ONG feminista há 20 anos na defesa dos direitos das mulheres

Conheça Harriet Tubman, a única mulher retratada numa nota estadunidense em 100 anos

Harriet Tubman

Conhecida como “black Moses”, ou Moisés negra, Harriet Tubman nasceu escrava e durante sua vida se tornou importante ativista do movimento abolicionista estadunidense. Na última semana, foi anunciado que o seu rosto substituirá o do sétimo presidente do país (Andrew Jackson, que era não somente contra a abolição como também dono de escravos) na frente da nota de vinte dólares. Mesmo sob protestos, o retrato de Jackson continuará no verso da nota.

O apelido de Tubman vem de sua atuação na libertação de escravos, especialmente no sul dos Estados Unidos: ela os ajudava a atravessar o país em direção aos estados do Norte (que eram pró-abolição) ou ao Canadá. E ainda participou da libertação de dezenas de escravos de Maryland enquanto ela mesma era fugitiva, com uma recompensa de 100 dólares pela sua captura.

Sua atuação teve início com sua própria fuga do estado de Maryland, local onde ela nasceu por volta de 1822. Ainda enquanto criança, um dono de escravos lhe causou uma lesão grave na cabeça com um peso de metal. As sequelas dessa ferida a acompanharam para o resto da vida com dores de cabeça, sintomas de epilepsia e sonhos vívidos que Tubman acreditava serem previsões do futuro.

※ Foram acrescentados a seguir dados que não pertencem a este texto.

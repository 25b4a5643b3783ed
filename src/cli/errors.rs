use thiserror::Error;

/// Application-specific errors for the CLI
#[derive(Debug, Error)]
pub enum AppError {
    #[error("Invalid size parameter: {size}. Must be a positive integer or HEIGHTxWIDTH")]
    InvalidSize { size: String },

    #[error("Invalid point: {point}. Expected ROW,COL")]
    InvalidPoint { point: String },

    #[error("Missing required argument: {arg}")]
    MissingArgument { arg: String },

    #[error(transparent)]
    Library(#[from] roicrop::Error),
}
//! Core building blocks: center crop and resampling, ROI annotation and
//! selection, processing parameters, and save helpers. These are the
//! primitives consumed by the high-level `api` module.
pub mod params;
pub mod processing;
pub mod selection;
use std::fs::File;
use std::io::BufWriter;
use std::path::Path;

use tiff::encoder::{TiffEncoder, colortype};

use crate::error::{Error, Result};

/// Write interleaved 8-bit samples as an uncompressed TIFF (gray, RGB or RGBA).
pub fn write_tiff_u8(
    output: &Path,
    rows: usize,
    cols: usize,
    channels: usize,
    data: &[u8],
) -> Result<()> {
    let file = File::create(output)?;
    let mut encoder = TiffEncoder::new(BufWriter::new(file)).map_err(Error::encode)?;
    let (width, height) = (cols as u32, rows as u32);
    match channels {
        1 => encoder.write_image::<colortype::Gray8>(width, height, data),
        3 => encoder.write_image::<colortype::RGB8>(width, height, data),
        4 => encoder.write_image::<colortype::RGBA8>(width, height, data),
        other => return Err(Error::UnsupportedChannels { channels: other }),
    }
    .map_err(Error::encode)
}
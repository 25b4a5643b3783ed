//! Command Line Interface (CLI) layer for roicrop.
//!
//! This module defines argument parsing (`args`), error types (`errors`),
//! and the orchestration logic (`runner`) for single-file and batch crops
//! and ROI annotation. It wires user-provided options to the underlying
//! library functionality exposed via `roicrop::api`.
//!
//! If you are embedding roicrop into another application, prefer using
//! the high-level `roicrop::api` module instead of calling the CLI code.
pub mod args;
pub mod errors;
pub mod runner;

pub use args::CliArgs;
pub use runner::run;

Já aos 22 anos, ainda escrava, Harriet casou-se com John Tubman, um escravo liberto. Legalmente, quaisquer filhos que eles tivessem pertenceriam ao dono dela. Quando este homem morreu, ela decidiu fugir para o norte, para não ser vendida. Seu marido não quis acompanhá-la, já que tinha uma vida relativamente confortável como escravo liberto em Maryland. Alguns relatos afirmam que ele ameaçou denunciá-la caso ela fugisse. Mesmo assim, com dois de seus irmãos, Tubman usou pela primeira vez a Underground Railroad (ferrovia subterrânea, em tradução livre) para abandonar o sul – caminho que faria muitas vezes no futuro com outros escravos.

Sobre a decisão de retornar a Maryland para libertá-los, ela afirmou mais tarde:

“Não havia ninguém para me dar boas vindas à terra da liberdade. Eu era uma estranha numa terra desconhecida. E meu lar era Maryland, porque meus pais, meus irmãos, minhas irmãs e meus amigos estavam lá. Mas eu era livre, e eles também deveriam ser”.

Ela fez mais diversas viagens no subterrâneo e biografias relatam que durante a travessia Tubman cantava músicas como Go Down Moses e Bound for the Promised Land, alterando os ritmos para indicar se era seguro continuar o caminho ou não. Inicialmente, o destino das passagens eram os estados do norte. Contudo, isso mudou em 1850, com a Lei do Escravo Fugido. Essa lei determinava que um escravo que fugisse do sul estadunidense deveria ser perseguido e capturado também no norte. A partir de então, Tubman passou a conduzir os escravos para o Canadá, onde a escravidão já era proibida.

No final da década de 1850, ela conheceu John Brown, um ativista abolicionista que se interessou por sua habilidade de atravessar o país sem ser capturada. Brown era considerado radical por defender e legitimar o uso da violência para destruir a escravidão enquanto instituição. Foi ele quem lhe deu o apelido de “General Tubman”. Eles logo se tornaram grandes aliados na libertação de escravos. Quando ele morreu, ela o considerou um mártir e “o maior homem branco que ela já conhecera”.

Com o início da Guerra de Secessão, em 1860, ela passou a atuar como enfermeira, cozinheira, batedora e espiã para o exército dos Estados Unidos. Ela foi a primeira mulher a comandar uma expedição armada nessa guerra, ao guiar o Coronel John Montgomery no ataque ao rio Combahee, que libertou mais de setecentos escravos.

Mesmo ao final da guerra, ela não parou sua luta. Tubman foi também uma importante participante do movimento sufragista feminino e negro. A atualização da moeda estadunidense será efetivada até 2020, quando o país comemora o centenário da conquista do voto feminino. Além de Harriet Tubman na nota de U$20, o verso das notas de U$10 terá mulheres do movimento sufragista e as de U$5 ativistas pelos direitos civis dos negros. Mais detalhes estão disponíveis no site do tesouro estadunidense.

Não é a primeira vez que uma mulher estampa uma nota estadunidense, apesar de isso não acontecer há um século: a moeda já contou com Martha Washington, a 1ª primeira-dama do país, presente na nota de um dólar entre as décadas de 1880 e 1890. Além disso, a nativo-americana Pocahontas (sim, a mesma que inspirou o filme da Disney) estampou o verso da nota de U$20 década de 1860.